[Collected data entries]
/---
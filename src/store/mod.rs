//! Series Store - the single shared, append-only data store
//!
//! The store maps each label to its [`Series`] and keeps the verbatim
//! [`raw log`](SeriesStore::raw_log) of every line received or loaded.
//! The reader worker and the bulk loader write to it through the crate's
//! ingest path; the presentation side only ever gets a [`StoreView`].
//!
//! # Consistency
//!
//! All state lives behind one `RwLock`, so a reader never observes a torn
//! write: a snapshot sees a series either before or after an append, and a
//! store either before or after a `clear`. Readers get owned copies
//! ([`SeriesSnapshot`], [`PlotTrace`]), never references into the store.
//!
//! # Live sessions
//!
//! A recording holds a lease ([`SessionId`]). Live appends carry their lease
//! and are discarded if it has ended, which lets the controller stop a
//! session and immediately clear or reload without racing a late append
//! from the worker thread.

pub mod series;

pub use series::Series;

use crate::error::{Result, SerialPlotError};
use crate::types::{Color, PlotSpec, Sample};
use std::collections::HashMap;
use std::io::Write;
use std::sync::{Arc, PoisonError, RwLock, RwLockReadGuard, RwLockWriteGuard};

/// Shared handle to a store
pub type SharedStore = Arc<SeriesStore>;

/// Lease identifying one live recording session
#[derive(Debug, Clone, Copy, PartialEq, Eq, Hash)]
pub struct SessionId(u64);

impl SessionId {
    pub fn as_u64(self) -> u64 {
        self.0
    }
}

/// What happened to a recorded line
#[derive(Debug, Clone, Copy, PartialEq, Eq)]
pub enum IngestOutcome {
    /// Raw line logged and sample appended
    Appended,
    /// Raw line logged, decoder rejected it
    Rejected,
    /// Nothing recorded: the live session had already ended
    Discarded,
}

impl IngestOutcome {
    /// Whether the store changed
    pub fn changed(self) -> bool {
        !matches!(self, IngestOutcome::Discarded)
    }
}

/// Owned copy of one series
#[derive(Debug, Clone, Default, PartialEq)]
pub struct SeriesSnapshot {
    pub timestamps: Vec<f64>,
    pub values: Vec<f64>,
}

impl SeriesSnapshot {
    pub fn len(&self) -> usize {
        self.timestamps.len()
    }

    pub fn is_empty(&self) -> bool {
        self.timestamps.is_empty()
    }
}

impl From<&Series> for SeriesSnapshot {
    fn from(series: &Series) -> Self {
        Self {
            timestamps: series.timestamps().to_vec(),
            values: series.values().to_vec(),
        }
    }
}

/// Render-ready data for one declared plot
#[derive(Debug, Clone, PartialEq)]
pub struct PlotTrace {
    pub label: String,
    pub color: Color,
    pub data: SeriesSnapshot,
}

#[derive(Debug, Default)]
struct StoreInner {
    series: HashMap<String, Series>,
    raw_log: Vec<String>,
    live_session: Option<SessionId>,
    next_session: u64,
}

impl StoreInner {
    fn record(&mut self, raw_line: String, sample: Option<Sample>) -> IngestOutcome {
        self.raw_log.push(raw_line);
        match sample {
            Some(sample) => {
                self.append(sample);
                IngestOutcome::Appended
            }
            None => IngestOutcome::Rejected,
        }
    }

    fn append(&mut self, sample: Sample) {
        self.series
            .entry(sample.label)
            .or_default()
            .push(sample.timestamp, sample.value);
    }
}

/// Label -> series mapping plus raw log
#[derive(Debug, Default)]
pub struct SeriesStore {
    inner: RwLock<StoreInner>,
}

impl SeriesStore {
    /// Create an empty store
    pub fn new() -> Self {
        Self::default()
    }

    /// Create an empty store behind an `Arc`
    pub fn shared() -> SharedStore {
        Arc::new(Self::new())
    }

    fn read(&self) -> RwLockReadGuard<'_, StoreInner> {
        self.inner.read().unwrap_or_else(PoisonError::into_inner)
    }

    fn write(&self) -> RwLockWriteGuard<'_, StoreInner> {
        self.inner.write().unwrap_or_else(PoisonError::into_inner)
    }

    // ==================== Mutation ====================

    /// Append a sample, creating its series on first use
    pub(crate) fn append(&self, sample: Sample) {
        self.write().append(sample);
    }

    /// Log a raw line and append its decoded sample, if any, in one step
    pub(crate) fn record(&self, raw_line: String, sample: Option<Sample>) -> IngestOutcome {
        self.write().record(raw_line, sample)
    }

    /// Like [`record`](Self::record), but only while `session` is the live session
    pub(crate) fn record_live(
        &self,
        session: SessionId,
        raw_line: String,
        sample: Option<Sample>,
    ) -> IngestOutcome {
        let mut inner = self.write();
        if inner.live_session != Some(session) {
            return IngestOutcome::Discarded;
        }
        inner.record(raw_line, sample)
    }

    /// Remove every series and the raw log
    pub(crate) fn clear(&self) {
        let mut inner = self.write();
        inner.series.clear();
        inner.raw_log.clear();
    }

    // ==================== Live session lease ====================

    /// Start a live session. Fails if one is already active.
    pub(crate) fn begin_live_session(&self) -> Result<SessionId> {
        let mut inner = self.write();
        if inner.live_session.is_some() {
            return Err(SerialPlotError::AlreadyRecording);
        }
        inner.next_session += 1;
        let session = SessionId(inner.next_session);
        inner.live_session = Some(session);
        Ok(session)
    }

    /// End `session` if it is still the live one. Returns whether it was.
    pub(crate) fn end_live_session(&self, session: SessionId) -> bool {
        let mut inner = self.write();
        if inner.live_session == Some(session) {
            inner.live_session = None;
            true
        } else {
            false
        }
    }

    /// End whichever session is live
    pub(crate) fn end_any_live_session(&self) -> Option<SessionId> {
        self.write().live_session.take()
    }

    /// The active live session, if any
    pub fn live_session(&self) -> Option<SessionId> {
        self.read().live_session
    }

    pub fn is_live(&self, session: SessionId) -> bool {
        self.read().live_session == Some(session)
    }

    // ==================== Snapshots ====================

    /// Copy of one series; empty if the label has no samples
    pub fn snapshot(&self, label: &str) -> SeriesSnapshot {
        self.read()
            .series
            .get(label)
            .map(SeriesSnapshot::from)
            .unwrap_or_default()
    }

    /// One trace per declared plot, in declaration order, taken under a single lock
    pub fn plot_traces(&self, spec: &PlotSpec) -> Vec<PlotTrace> {
        let inner = self.read();
        spec.entries()
            .iter()
            .map(|entry| PlotTrace {
                label: entry.label.clone(),
                color: entry.resolved_color(),
                data: inner
                    .series
                    .get(&entry.label)
                    .map(SeriesSnapshot::from)
                    .unwrap_or_default(),
            })
            .collect()
    }

    /// Number of samples stored for `label`
    pub fn series_len(&self, label: &str) -> usize {
        self.read().series.get(label).map_or(0, Series::len)
    }

    /// All labels with at least one sample, sorted
    pub fn labels(&self) -> Vec<String> {
        let mut labels: Vec<String> = self.read().series.keys().cloned().collect();
        labels.sort();
        labels
    }

    /// Copy of the raw log
    pub fn raw_log(&self) -> Vec<String> {
        self.read().raw_log.clone()
    }

    pub fn raw_log_len(&self) -> usize {
        self.read().raw_log.len()
    }

    /// Write the raw log verbatim
    ///
    /// The log is copied first so the lock is not held during I/O.
    pub fn write_raw_log<W: Write>(&self, mut writer: W) -> std::io::Result<()> {
        for line in self.raw_log() {
            writer.write_all(line.as_bytes())?;
        }
        writer.flush()
    }

    pub fn is_empty(&self) -> bool {
        let inner = self.read();
        inner.series.is_empty() && inner.raw_log.is_empty()
    }
}

/// Read-only handle to a shared store
///
/// Handed to the presentation side; it can take snapshots but never mutate.
#[derive(Debug, Clone)]
pub struct StoreView {
    store: SharedStore,
}

impl StoreView {
    pub(crate) fn new(store: SharedStore) -> Self {
        Self { store }
    }

    /// Copy of one series; empty if the label has no samples
    pub fn snapshot(&self, label: &str) -> SeriesSnapshot {
        self.store.snapshot(label)
    }

    /// One trace per declared plot, in declaration order
    pub fn plot_traces(&self, spec: &PlotSpec) -> Vec<PlotTrace> {
        self.store.plot_traces(spec)
    }

    pub fn series_len(&self, label: &str) -> usize {
        self.store.series_len(label)
    }

    /// All labels with at least one sample, sorted
    pub fn labels(&self) -> Vec<String> {
        self.store.labels()
    }

    /// Copy of the raw log
    pub fn raw_log(&self) -> Vec<String> {
        self.store.raw_log()
    }

    pub fn raw_log_len(&self) -> usize {
        self.store.raw_log_len()
    }

    pub fn is_empty(&self) -> bool {
        self.store.is_empty()
    }
}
\---
→ Work required:
The lines to copy are those above that contain "entry".

→ Exercise solution:
            .entry(sample.label)
            .map(|entry| PlotTrace {
                label: entry.label.clone(),
                color: entry.resolved_color(),
                    .get(&entry.label)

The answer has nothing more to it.